In: Finance
Suppose your company needs to raise $40.4 million and you want to issue 20-year bonds for this purpose. Assume the required return on your bond issue will be 5.4 percent, and you’re evaluating two issue alternatives: a 5.4 percent semiannual coupon bond and a zero coupon bond. Your company’s tax rate is 24 percent.
a. How many of the coupon bonds would you need to issue to raise the $40.4 million? How many of the zeroes would you need to issue? (Do not round intermediate calculations.

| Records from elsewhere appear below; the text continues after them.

//! Tests for entity tree queries

use super::*;
use crate::entity::EntityType;
use pretty_assertions::assert_eq;

/// INTERSECT -> UNION -> (TEXT, TAG), plus a NUMERIC sibling of UNION
fn sample_tree() -> (EntityInfo, String, String, String) {
    let text = EntityInfo::new(EntityType::Text).with_time("0.5");
    let tag = EntityInfo::new(EntityType::Tag).with_time("1.25");
    let tag_id = tag.id.clone();

    let union = EntityInfo::new(EntityType::Union)
        .with_time("2")
        .with_children([text, tag]);
    let union_id = union.id.clone();

    let root = EntityInfo::new(EntityType::Intersect)
        .with_time("3")
        .with_children([union, EntityInfo::new(EntityType::Numeric)]);
    let root_id = root.id.clone();

    (root, root_id, union_id, tag_id)
}

#[test]
fn test_ancestors_walk_from_target_to_root() {
    let (root, root_id, union_id, tag_id) = sample_tree();

    let ancestors = get_ancestors(&root, &tag_id);

    assert!(ancestors.found);
    assert_eq!(
        ancestors.pairs,
        vec![(union_id.clone(), tag_id), (root_id, union_id)]
    );
}

#[test]
fn test_ancestors_of_root_are_empty() {
    let (root, root_id, _, _) = sample_tree();
    assert_eq!(
        get_ancestors(&root, &root_id),
        Ancestors {
            found: true,
            pairs: vec![]
        }
    );
}

#[test]
fn test_ancestors_of_unknown_id() {
    let (root, ..) = sample_tree();
    assert_eq!(get_ancestors(&root, "no-such-node"), Ancestors::default());
}

#[test]
fn test_duplicate_ids_resolve_to_first_depth_first_match() {
    let mut first = EntityInfo::new(EntityType::Text);
    first.id = "dup".to_string();
    let mut second = EntityInfo::new(EntityType::Tag);
    second.id = "dup".to_string();

    let left = EntityInfo::new(EntityType::Union).with_child(first);
    let left_id = left.id.clone();
    let right = EntityInfo::new(EntityType::Intersect).with_child(second);

    let root = EntityInfo::new(EntityType::Intersect).with_children([left, right]);
    assert!(!root.has_unique_ids());

    let ancestors = get_ancestors(&root, "dup");
    assert!(ancestors.found);
    assert_eq!(
        ancestors.pairs,
        vec![
            (left_id.clone(), "dup".to_string()),
            (root.id.clone(), left_id)
        ]
    );
}

#[test]
fn test_total_execution_time() {
    let (root, ..) = sample_tree();
    // NUMERIC has no time and counts as zero
    assert_eq!(get_total_execution_time(&root), 6.75);
}

#[test]
fn test_total_execution_time_ignores_garbage() {
    let root = EntityInfo::new(EntityType::Index)
        .with_time("0")
        .with_child(EntityInfo::new(EntityType::Scorer).with_time("n/a"))
        .with_child(EntityInfo::new(EntityType::Sorter).with_time("0"));
    assert_eq!(get_total_execution_time(&root), 0.0);
}
//! Tests for the entity tree model

use super::*;
use pretty_assertions::assert_eq;

#[test]
fn test_entity_type_labels() {
    assert_eq!(EntityType::from_label("UNION"), EntityType::Union);
    assert_eq!(EntityType::from_label("CLUSTER MERGE"), EntityType::ClusterMerge);
    assert_eq!(
        EntityType::from_label("WILDCARD"),
        EntityType::Other("WILDCARD".to_string())
    );
    assert_eq!(EntityType::Intersect.as_str(), "INTERSECT");
    assert_eq!(EntityType::Other("Results".into()).to_string(), "Results");
}

#[test]
fn test_with_child_stamps_parent_linkage() {
    let child = EntityInfo::new(EntityType::Expr).with_data("foo");
    let parent = EntityInfo::new(EntityType::Union)
        .with_snippet("@title")
        .with_child(child);

    assert_eq!(parent.children.len(), 1);
    assert_eq!(parent.children[0].parent_id.as_deref(), Some(parent.id.as_str()));
    assert_eq!(parent.children[0].parent_snippet.as_deref(), Some("@title"));
    assert!(parent.parent_id.is_none());
}

#[test]
fn test_fresh_nodes_get_distinct_ids() {
    let a = EntityInfo::new(EntityType::Expr);
    let b = EntityInfo::new(EntityType::Expr);
    assert_ne!(a.id, b.id);
}

#[test]
fn test_tree_traversal_count_and_depth() {
    //        INTERSECT
    //        /       \
    //      TAG      UNION
    //                 |
    //               TEXT
    let root = EntityInfo::new(EntityType::Intersect).with_children([
        EntityInfo::new(EntityType::Tag),
        EntityInfo::new(EntityType::Union).with_child(EntityInfo::new(EntityType::Text)),
    ]);

    let kinds: Vec<_> = root.iter().map(|n| n.entity_type.clone()).collect();
    assert_eq!(
        kinds,
        vec![
            EntityType::Intersect,
            EntityType::Tag,
            EntityType::Union,
            EntityType::Text
        ]
    );
    assert_eq!(root.node_count(), 4);
    assert_eq!(root.depth(), 3);
    assert!(root.has_unique_ids());
    assert!(!root.is_leaf());
}

#[test]
fn test_find_by_id() {
    let leaf = EntityInfo::new(EntityType::Numeric);
    let leaf_id = leaf.id.clone();
    let root = EntityInfo::new(EntityType::Union).with_child(leaf);

    assert_eq!(
        root.find(&leaf_id).map(|n| n.entity_type.clone()),
        Some(EntityType::Numeric)
    );
    assert!(root.find("missing").is_none());
}

#[test]
fn test_duplicate_ids_detected() {
    let mut dup = EntityInfo::new(EntityType::Expr);
    let root = EntityInfo::new(EntityType::Union);
    dup.id = root.id.clone();
    let root = EntityInfo {
        children: vec![dup],
        ..root
    };
    assert!(!root.has_unique_ids());
}

#[test]
fn test_serializes_with_camel_case_and_omits_absent_fields() {
    let root = EntityInfo::new(EntityType::ClusterMerge)
        .with_child(EntityInfo::new(EntityType::Tag).with_sub_type(EntityType::Tag));

    let value = serde_json::to_value(&root).expect("serialize failed");

    assert_eq!(value["type"], "CLUSTER MERGE");
    assert!(value.get("snippet").is_none());
    assert_eq!(value["children"][0]["parentId"], root.id.as_str());
    assert_eq!(value["children"][0]["subType"], "TAG");

    let back: EntityInfo = serde_json::from_value(value).expect("deserialize failed");
    assert_eq!(back, root);
}

#[test]
fn test_time_ms() {
    assert_eq!(EntityInfo::new(EntityType::Index).with_time("0.25").time_ms(), Some(0.25));
    assert_eq!(EntityInfo::new(EntityType::Index).with_time("").time_ms(), None);
    assert_eq!(EntityInfo::new(EntityType::Index).with_time("NaN").time_ms(), None);
    assert_eq!(EntityInfo::new(EntityType::Index).time_ms(), None);
}
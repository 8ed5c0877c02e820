//! Config file for the explain CLI
//!
//! Read from `<config dir>/zqlz/explain.toml`:
//!
//! ```toml
//! max_depth = 128
//! pretty = true
//! log_filter = "warn,zqlz_explain=debug"
//! ```

use anyhow::{Context, Result};
use serde::{Deserialize, Serialize};
use std::path::{Path, PathBuf};
use zqlz_explain::{DEFAULT_MAX_DEPTH, ParseOptions};

pub const DEFAULT_LOG_FILTER: &str = "warn";

#[derive(Debug, Clone, PartialEq, Eq, Serialize, Deserialize)]
#[serde(default)]
pub struct ExplainConfig {
    pub max_depth: usize,
    pub pretty: bool,
    pub log_filter: String,
}

impl Default for ExplainConfig {
    fn default() -> Self {
        Self {
            max_depth: DEFAULT_MAX_DEPTH,
            pretty: false,
            log_filter: DEFAULT_LOG_FILTER.to_string(),
        }
    }
}

impl ExplainConfig {
    /// Loads the config from `path`, or from the default location when `None`
    ///
    /// A missing file at the default location yields the defaults, an
    /// explicitly requested file must exist. Also returns the file that was
    /// read, if any, so it can be logged once logging is up.
    pub fn load(path: Option<&Path>) -> Result<(Self, Option<PathBuf>)> {
        let (path, required) = match path {
            Some(path) => (path.to_path_buf(), true),
            None => (config_path()?, false),
        };

        if !required && !path.exists() {
            return Ok((Self::default(), None));
        }

        let content = std::fs::read_to_string(&path)
            .with_context(|| format!("Failed to read config file: {}", path.display()))?;
        let config = Self::from_toml(&content)
            .with_context(|| format!("Invalid config file: {}", path.display()))?;

        Ok((config, Some(path)))
    }

    pub fn from_toml(content: &str) -> Result<Self> {
        Ok(toml::from_str(content)?)
    }

    pub fn parse_options(&self) -> ParseOptions {
        ParseOptions::default().with_max_depth(self.max_depth)
    }
}

pub fn config_path() -> Result<PathBuf> {
    dirs::config_dir()
        .context("Could not determine config directory")
        .map(|p| p.join("zqlz").join("explain.toml"))
}
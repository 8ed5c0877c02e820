//! ZQLZ Explain - Redis search and graph plan parsing
//!
//! This crate turns the diagnostic output of Redis modules into one
//! hierarchical [`EntityInfo`] tree:
//! - `FT.EXPLAIN` / `FT.EXPLAINCLI` plan text ([`search`])
//! - `FT.PROFILE` replies, single shard and cluster ([`profile`])
//! - `GRAPH.EXPLAIN` / `GRAPH.PROFILE` indented plans ([`graph`])
//!
//! # Examples
//!
//! ```
//! use zqlz_explain::{EntityType, get_ancestors, search::parse_explain};
//!
//! let root = parse_explain("INTERSECT {\n  hello\n  NUMERIC {1 < @score <= inf}\n}\n").unwrap();
//! assert_eq!(root.entity_type, EntityType::Intersect);
//!
//! let numeric = &root.children[1];
//! assert_eq!(numeric.snippet.as_deref(), Some("1 < @score <= inf"));
//! assert_eq!(get_ancestors(&root, &numeric.id).pairs.len(), 1);
//! ```

pub mod dispatch;
pub mod entity;
pub mod graph;
pub mod options;
pub mod profile;
pub mod search;
pub mod tree;

pub use dispatch::{CoreType, ExplainError, ModuleType, parse_output, parse_output_with};
pub use entity::{EntityInfo, EntityIterator, EntityType};
pub use graph::{
    GraphProfileError, get_output_level, parse_graph_profile, parse_graph_profile_with,
    parse_graph_text, parse_graph_text_with,
};
pub use options::{DEFAULT_MAX_DEPTH, ParseOptions};
pub use profile::{ProfileError, parse_profile, parse_profile_cluster, parse_profile_with};
pub use search::{ExplainParseError, parse_explain, parse_explain_with};
pub use tree::{Ancestors, get_ancestors, get_total_execution_time};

Round your coupon bond answer to the nearest whole number, e.g., 32 and your zero coupon bond answer to 2 decimals, e.g., 32.16.)
b. In 20 years, what will your company’s repayment be if you issue the coupon bonds? What if you issue the zeroes? (Do not round intermediate calculations and enter your answers in dollars, not millions, rounded to the nearest whole number, e.g., 1,234,567.)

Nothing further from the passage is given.